#### WHAT YOU HAVE TO DO
Only lines holding the word "forbidden" should be copied from the material.

#### RECORDS FOR THIS TASK
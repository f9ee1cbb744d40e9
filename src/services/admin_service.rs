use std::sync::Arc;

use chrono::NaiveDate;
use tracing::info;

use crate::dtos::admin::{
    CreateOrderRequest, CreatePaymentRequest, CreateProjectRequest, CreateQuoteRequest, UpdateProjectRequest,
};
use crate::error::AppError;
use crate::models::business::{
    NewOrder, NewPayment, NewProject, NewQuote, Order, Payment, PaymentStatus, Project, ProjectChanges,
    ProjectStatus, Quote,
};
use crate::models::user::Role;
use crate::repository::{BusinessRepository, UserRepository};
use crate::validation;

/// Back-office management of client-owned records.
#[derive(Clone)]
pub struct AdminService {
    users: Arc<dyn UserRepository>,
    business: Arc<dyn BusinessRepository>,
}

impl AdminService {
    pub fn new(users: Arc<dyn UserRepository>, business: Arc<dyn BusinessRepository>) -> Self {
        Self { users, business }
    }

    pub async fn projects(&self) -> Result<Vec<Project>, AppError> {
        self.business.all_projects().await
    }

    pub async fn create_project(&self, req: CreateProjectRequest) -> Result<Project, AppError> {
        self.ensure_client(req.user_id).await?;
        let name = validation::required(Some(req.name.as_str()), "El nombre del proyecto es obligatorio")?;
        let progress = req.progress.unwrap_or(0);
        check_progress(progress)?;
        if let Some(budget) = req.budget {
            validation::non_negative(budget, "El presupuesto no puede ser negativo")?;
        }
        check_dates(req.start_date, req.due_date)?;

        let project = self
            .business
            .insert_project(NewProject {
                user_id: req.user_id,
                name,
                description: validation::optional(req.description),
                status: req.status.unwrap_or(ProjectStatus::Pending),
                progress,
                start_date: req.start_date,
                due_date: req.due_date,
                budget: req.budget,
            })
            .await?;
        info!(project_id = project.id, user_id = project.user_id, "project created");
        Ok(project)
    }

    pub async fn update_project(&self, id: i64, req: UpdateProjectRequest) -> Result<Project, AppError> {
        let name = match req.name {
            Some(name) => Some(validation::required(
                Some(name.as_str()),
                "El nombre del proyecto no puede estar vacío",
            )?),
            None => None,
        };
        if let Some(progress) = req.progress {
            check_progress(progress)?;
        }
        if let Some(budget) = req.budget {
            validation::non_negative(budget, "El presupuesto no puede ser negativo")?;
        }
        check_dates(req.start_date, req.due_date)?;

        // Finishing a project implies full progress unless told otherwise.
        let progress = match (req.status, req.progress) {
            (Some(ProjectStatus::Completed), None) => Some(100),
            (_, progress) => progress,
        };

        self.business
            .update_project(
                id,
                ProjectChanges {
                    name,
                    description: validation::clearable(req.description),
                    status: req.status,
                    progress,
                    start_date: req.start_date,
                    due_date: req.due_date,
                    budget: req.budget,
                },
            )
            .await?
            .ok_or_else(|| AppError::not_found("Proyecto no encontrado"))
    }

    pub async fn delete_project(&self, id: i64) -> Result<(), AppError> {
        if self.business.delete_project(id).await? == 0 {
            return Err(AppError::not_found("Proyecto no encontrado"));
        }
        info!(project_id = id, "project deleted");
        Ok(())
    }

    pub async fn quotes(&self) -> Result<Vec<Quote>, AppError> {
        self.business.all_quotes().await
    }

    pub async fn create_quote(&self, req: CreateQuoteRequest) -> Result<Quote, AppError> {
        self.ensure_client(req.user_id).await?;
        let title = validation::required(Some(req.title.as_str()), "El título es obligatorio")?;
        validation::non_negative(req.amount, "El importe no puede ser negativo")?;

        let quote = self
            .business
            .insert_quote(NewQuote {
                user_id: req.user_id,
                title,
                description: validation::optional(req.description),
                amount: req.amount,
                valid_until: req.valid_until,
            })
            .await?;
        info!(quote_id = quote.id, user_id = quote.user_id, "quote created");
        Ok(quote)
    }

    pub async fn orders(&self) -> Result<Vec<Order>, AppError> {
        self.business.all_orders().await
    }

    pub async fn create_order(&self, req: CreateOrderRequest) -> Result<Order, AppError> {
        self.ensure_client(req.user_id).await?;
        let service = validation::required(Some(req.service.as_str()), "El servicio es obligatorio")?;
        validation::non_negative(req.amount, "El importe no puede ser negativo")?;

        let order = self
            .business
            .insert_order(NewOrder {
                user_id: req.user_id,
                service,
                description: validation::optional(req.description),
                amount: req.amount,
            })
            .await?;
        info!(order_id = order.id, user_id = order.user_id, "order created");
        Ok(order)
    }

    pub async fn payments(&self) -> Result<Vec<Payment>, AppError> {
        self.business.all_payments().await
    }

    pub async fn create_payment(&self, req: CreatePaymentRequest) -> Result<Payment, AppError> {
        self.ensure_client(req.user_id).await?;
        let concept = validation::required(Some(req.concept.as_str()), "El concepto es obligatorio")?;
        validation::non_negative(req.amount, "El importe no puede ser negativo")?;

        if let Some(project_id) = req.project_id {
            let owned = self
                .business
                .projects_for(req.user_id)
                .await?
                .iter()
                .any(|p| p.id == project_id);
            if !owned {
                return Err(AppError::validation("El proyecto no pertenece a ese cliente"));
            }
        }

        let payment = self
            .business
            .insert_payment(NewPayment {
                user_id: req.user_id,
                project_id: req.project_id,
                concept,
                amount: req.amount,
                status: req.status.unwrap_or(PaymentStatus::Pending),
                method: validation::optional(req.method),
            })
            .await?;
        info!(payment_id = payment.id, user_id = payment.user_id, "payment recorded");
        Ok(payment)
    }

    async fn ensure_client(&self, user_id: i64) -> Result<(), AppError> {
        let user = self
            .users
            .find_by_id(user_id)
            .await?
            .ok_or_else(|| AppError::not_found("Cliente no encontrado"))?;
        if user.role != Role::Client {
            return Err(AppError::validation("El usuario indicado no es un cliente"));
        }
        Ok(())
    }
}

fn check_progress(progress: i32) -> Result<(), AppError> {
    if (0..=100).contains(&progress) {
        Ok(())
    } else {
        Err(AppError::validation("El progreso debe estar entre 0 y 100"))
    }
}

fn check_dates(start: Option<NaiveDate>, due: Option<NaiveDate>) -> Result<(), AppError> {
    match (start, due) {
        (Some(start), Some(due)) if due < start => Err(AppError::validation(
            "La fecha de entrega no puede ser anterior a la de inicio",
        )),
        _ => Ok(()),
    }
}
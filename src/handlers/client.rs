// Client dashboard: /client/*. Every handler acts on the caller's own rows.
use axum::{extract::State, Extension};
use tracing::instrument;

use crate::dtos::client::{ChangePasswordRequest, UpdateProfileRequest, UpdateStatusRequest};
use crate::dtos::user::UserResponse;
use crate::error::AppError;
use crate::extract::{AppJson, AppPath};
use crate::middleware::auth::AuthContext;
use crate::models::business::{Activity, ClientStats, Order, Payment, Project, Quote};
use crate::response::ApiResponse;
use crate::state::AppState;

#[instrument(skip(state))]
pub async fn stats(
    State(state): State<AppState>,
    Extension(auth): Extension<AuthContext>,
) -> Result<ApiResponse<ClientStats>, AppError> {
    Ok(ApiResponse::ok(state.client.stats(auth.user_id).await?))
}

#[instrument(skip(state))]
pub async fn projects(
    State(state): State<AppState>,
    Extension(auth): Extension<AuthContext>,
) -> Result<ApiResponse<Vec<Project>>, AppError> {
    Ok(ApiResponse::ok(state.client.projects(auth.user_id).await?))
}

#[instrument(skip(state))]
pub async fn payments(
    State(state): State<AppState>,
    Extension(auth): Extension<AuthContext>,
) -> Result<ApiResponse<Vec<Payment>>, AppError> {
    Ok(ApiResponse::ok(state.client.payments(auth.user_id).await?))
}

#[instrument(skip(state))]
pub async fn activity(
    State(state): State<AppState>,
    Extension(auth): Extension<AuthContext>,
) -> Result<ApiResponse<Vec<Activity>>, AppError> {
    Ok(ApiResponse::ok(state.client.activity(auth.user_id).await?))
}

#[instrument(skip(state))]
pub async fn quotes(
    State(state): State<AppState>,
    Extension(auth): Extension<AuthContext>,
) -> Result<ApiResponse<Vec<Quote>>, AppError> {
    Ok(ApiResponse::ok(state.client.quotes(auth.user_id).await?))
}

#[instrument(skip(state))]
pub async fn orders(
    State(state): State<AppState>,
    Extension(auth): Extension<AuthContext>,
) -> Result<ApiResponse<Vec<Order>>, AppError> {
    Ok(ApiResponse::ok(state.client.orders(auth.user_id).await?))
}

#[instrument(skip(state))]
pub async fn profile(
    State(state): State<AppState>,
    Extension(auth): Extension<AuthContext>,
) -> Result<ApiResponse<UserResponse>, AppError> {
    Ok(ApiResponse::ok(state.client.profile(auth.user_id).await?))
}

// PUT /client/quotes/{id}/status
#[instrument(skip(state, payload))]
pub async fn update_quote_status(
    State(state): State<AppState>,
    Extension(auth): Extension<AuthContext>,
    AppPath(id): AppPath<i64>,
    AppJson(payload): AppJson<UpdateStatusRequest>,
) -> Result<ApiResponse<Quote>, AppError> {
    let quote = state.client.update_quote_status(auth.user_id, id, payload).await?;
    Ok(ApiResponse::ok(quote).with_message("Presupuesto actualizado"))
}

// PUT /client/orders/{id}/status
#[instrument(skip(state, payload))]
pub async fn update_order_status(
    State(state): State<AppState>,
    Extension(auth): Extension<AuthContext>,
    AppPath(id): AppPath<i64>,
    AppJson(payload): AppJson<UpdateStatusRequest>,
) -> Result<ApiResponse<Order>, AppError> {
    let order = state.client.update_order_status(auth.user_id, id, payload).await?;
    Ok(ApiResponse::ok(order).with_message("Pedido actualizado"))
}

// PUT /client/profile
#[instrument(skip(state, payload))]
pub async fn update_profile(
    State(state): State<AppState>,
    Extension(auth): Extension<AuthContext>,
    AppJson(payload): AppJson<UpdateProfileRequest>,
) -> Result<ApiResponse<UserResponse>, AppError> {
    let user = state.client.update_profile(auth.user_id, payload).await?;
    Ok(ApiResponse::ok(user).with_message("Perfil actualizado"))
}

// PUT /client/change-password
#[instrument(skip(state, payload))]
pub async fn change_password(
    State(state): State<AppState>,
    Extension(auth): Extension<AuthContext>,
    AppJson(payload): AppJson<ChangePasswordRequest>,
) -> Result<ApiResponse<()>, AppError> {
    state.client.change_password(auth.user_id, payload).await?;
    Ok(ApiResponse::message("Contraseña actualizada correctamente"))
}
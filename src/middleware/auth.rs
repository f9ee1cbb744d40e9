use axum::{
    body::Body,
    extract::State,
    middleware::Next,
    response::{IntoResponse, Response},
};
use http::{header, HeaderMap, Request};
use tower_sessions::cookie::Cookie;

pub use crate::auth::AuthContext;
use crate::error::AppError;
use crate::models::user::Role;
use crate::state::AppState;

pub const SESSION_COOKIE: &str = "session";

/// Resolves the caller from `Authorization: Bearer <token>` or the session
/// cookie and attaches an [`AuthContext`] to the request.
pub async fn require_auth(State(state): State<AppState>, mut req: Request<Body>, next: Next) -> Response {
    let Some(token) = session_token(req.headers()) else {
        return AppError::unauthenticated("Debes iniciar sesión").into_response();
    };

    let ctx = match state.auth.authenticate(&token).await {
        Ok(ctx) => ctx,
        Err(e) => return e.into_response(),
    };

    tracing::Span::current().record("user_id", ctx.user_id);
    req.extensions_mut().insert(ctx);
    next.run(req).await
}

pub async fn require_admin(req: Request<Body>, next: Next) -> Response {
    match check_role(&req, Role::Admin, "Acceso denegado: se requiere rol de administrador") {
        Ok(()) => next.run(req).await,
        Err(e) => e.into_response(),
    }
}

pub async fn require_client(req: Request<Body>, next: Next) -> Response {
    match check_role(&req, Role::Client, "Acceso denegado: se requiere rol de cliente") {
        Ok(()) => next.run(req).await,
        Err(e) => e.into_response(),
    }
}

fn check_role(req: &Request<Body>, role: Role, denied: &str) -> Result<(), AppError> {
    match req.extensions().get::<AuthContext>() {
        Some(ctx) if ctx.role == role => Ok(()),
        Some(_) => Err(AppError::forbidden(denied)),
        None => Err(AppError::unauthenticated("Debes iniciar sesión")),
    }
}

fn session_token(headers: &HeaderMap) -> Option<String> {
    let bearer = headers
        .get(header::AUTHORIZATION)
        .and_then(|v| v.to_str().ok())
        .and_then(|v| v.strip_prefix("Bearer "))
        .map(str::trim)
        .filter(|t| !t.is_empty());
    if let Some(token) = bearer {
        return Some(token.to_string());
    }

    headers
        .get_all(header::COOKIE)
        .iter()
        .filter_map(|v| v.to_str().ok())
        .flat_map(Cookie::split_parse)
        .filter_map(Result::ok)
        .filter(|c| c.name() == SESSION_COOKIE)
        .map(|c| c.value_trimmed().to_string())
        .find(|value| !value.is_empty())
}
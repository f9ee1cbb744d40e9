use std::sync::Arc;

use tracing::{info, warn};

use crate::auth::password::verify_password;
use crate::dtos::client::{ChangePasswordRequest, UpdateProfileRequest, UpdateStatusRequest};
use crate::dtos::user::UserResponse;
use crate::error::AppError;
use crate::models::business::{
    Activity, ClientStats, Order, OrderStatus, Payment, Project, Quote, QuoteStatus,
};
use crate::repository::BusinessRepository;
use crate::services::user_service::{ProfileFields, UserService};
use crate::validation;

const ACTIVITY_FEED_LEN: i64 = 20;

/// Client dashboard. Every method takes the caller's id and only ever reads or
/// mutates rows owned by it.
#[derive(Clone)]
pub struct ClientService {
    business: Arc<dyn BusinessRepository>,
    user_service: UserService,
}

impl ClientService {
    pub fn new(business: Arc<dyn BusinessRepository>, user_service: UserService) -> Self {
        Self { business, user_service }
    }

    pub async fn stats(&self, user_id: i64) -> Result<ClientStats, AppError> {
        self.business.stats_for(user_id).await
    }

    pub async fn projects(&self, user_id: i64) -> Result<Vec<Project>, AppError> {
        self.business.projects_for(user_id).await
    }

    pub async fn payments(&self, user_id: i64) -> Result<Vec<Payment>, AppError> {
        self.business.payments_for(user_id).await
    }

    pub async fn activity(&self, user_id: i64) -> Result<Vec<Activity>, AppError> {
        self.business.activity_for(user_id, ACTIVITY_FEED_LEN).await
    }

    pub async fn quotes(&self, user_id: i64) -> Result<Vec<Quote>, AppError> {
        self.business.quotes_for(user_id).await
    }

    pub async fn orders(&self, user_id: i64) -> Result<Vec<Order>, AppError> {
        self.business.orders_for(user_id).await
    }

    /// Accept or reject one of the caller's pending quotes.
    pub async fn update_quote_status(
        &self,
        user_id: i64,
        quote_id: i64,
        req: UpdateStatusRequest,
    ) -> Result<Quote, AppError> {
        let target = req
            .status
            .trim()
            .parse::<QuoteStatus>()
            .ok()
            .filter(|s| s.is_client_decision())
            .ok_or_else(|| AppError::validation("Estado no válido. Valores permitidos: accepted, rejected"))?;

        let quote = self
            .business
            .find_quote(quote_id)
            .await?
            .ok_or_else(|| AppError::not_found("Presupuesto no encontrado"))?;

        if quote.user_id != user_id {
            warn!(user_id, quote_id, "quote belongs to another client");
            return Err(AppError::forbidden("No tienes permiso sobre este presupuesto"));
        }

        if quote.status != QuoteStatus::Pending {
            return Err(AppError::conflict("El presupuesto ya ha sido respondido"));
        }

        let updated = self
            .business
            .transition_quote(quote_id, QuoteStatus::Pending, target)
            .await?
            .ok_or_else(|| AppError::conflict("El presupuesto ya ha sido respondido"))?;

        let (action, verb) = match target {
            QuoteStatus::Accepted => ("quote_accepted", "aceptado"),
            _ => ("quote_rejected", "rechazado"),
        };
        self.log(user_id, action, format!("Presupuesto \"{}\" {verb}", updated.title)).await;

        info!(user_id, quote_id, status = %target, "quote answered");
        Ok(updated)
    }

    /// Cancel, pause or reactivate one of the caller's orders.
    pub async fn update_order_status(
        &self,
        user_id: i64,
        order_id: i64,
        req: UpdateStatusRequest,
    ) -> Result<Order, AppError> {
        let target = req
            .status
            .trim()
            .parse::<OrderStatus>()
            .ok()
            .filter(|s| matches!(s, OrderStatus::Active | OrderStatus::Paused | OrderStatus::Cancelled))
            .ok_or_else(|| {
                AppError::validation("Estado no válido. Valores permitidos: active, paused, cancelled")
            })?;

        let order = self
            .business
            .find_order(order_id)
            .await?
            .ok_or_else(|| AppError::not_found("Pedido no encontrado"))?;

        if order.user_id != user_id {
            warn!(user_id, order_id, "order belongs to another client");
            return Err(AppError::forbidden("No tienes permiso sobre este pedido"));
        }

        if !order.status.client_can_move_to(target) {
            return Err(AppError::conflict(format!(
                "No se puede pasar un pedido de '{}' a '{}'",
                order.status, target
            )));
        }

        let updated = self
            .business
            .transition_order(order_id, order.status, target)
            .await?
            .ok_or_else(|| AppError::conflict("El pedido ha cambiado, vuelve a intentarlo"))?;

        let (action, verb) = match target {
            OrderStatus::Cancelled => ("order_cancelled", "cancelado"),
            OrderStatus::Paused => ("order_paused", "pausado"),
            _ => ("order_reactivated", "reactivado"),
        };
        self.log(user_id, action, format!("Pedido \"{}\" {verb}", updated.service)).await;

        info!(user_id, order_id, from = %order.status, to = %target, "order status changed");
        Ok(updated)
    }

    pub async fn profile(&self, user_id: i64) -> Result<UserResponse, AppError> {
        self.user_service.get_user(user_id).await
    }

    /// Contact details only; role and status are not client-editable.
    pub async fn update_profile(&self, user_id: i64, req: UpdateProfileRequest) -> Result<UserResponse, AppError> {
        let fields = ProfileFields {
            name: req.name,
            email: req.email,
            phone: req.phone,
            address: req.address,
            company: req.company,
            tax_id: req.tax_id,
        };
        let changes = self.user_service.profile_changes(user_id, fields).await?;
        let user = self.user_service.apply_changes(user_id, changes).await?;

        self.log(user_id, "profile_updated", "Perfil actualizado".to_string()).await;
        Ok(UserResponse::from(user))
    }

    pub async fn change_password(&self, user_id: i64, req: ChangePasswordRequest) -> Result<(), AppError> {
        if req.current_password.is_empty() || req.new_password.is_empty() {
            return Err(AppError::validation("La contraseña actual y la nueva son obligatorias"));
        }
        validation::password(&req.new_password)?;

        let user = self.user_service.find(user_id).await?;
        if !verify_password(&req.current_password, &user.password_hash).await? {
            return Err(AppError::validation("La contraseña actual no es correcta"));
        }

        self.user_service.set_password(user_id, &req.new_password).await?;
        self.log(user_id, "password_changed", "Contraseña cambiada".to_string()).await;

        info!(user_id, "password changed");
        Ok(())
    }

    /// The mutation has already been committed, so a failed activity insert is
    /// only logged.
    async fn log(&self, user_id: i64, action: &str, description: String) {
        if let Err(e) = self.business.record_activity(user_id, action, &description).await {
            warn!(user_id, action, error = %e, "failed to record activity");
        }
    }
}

#### RESULT BELOW
        Some(_) => Err(AppError::forbidden(denied)),
            return Err(AppError::forbidden("No tienes permiso sobre este presupuesto"));
            return Err(AppError::forbidden("No tienes permiso sobre este pedido"));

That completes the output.